High Precision Protein Function Prediction with Graph Contrastive Representation Learning

This project addresses the challenge of understanding functional alterations in proteins caused by single amino acid variations, a key issue in biomedical research and biotechnology. Existing computational methods often indicate whether a mutation is pathogenic or leads to a broad gain or loss of function but cannot specify the exact biological roles affected. To overcome this, we introduce ContVAR, an artificial intelligence–based framework that combines contrastive and graph representation learning. Its core is a self-supervised contrastive variant representation learning model that captures detailed structural and functional information from protein variants without relying on extensive annotations.

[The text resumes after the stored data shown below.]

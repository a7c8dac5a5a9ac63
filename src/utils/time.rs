use chrono::{DateTime, Duration, Utc};

pub fn now() -> DateTime<Utc> {
    Utc::now()
}

pub fn current_timestamp() -> i64 {
    now().timestamp()
}

/// Current time, or `previous` plus one microsecond if the clock has not moved past it
pub fn advance_from(previous: DateTime<Utc>) -> DateTime<Utc> {
    let current = now();
    if current > previous {
        current
    } else {
        previous + Duration::microseconds(1)
    }
}
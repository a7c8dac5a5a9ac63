use sha2::{Digest, Sha256};

/// Hash a plaintext password into a lowercase hex SHA-256 digest
///
/// This is a single unsalted digest, not a password-hashing KDF. Swap in
/// argon2 or similar here; callers only rely on `hash_password` and
/// `verify_password`.
pub fn hash_password(plain: &str) -> String {
    hex::encode(Sha256::digest(plain.as_bytes()))
}

/// Check a plaintext password against a stored digest
pub fn verify_password(plain: &str, hash: &str) -> bool {
    constant_time_eq(hash_password(plain).as_bytes(), hash.as_bytes())
}

/// Compare two byte strings without short-circuiting on the first mismatch
pub fn constant_time_eq(a: &[u8], b: &[u8]) -> bool {
    a.len() == b.len()
        && a
            .iter()
            .zip(b.iter())
            .fold(0u8, |acc, (x, y)| acc | (x ^ y))
            == 0
}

Due to the lack of large-scale gained/lost function datasets, deep mutational screening data support this self-supervised approach, enabling the model to distinguish between function-altering and neutral variants. Using 3D structures predicted by AlphaFold2/3, encoded as graphs, ContVAR produces high-dimensional embeddings that feed into a supervised model trained on Gene Ontology annotations of natural proteins. The system will be validated with resources such as UniProt and ProteinGym and examined in biologically important contexts like the p53-MDM2 pathway, with additional verification through cell-based assays in liver, breast, and colon cancer models. Finally, ContVAR will be released as a user-friendly computational tool with a graphical interface, providing life science researchers with a practical means to analyze protein variants in real time and accelerate applications in drug discovery and biotechnology.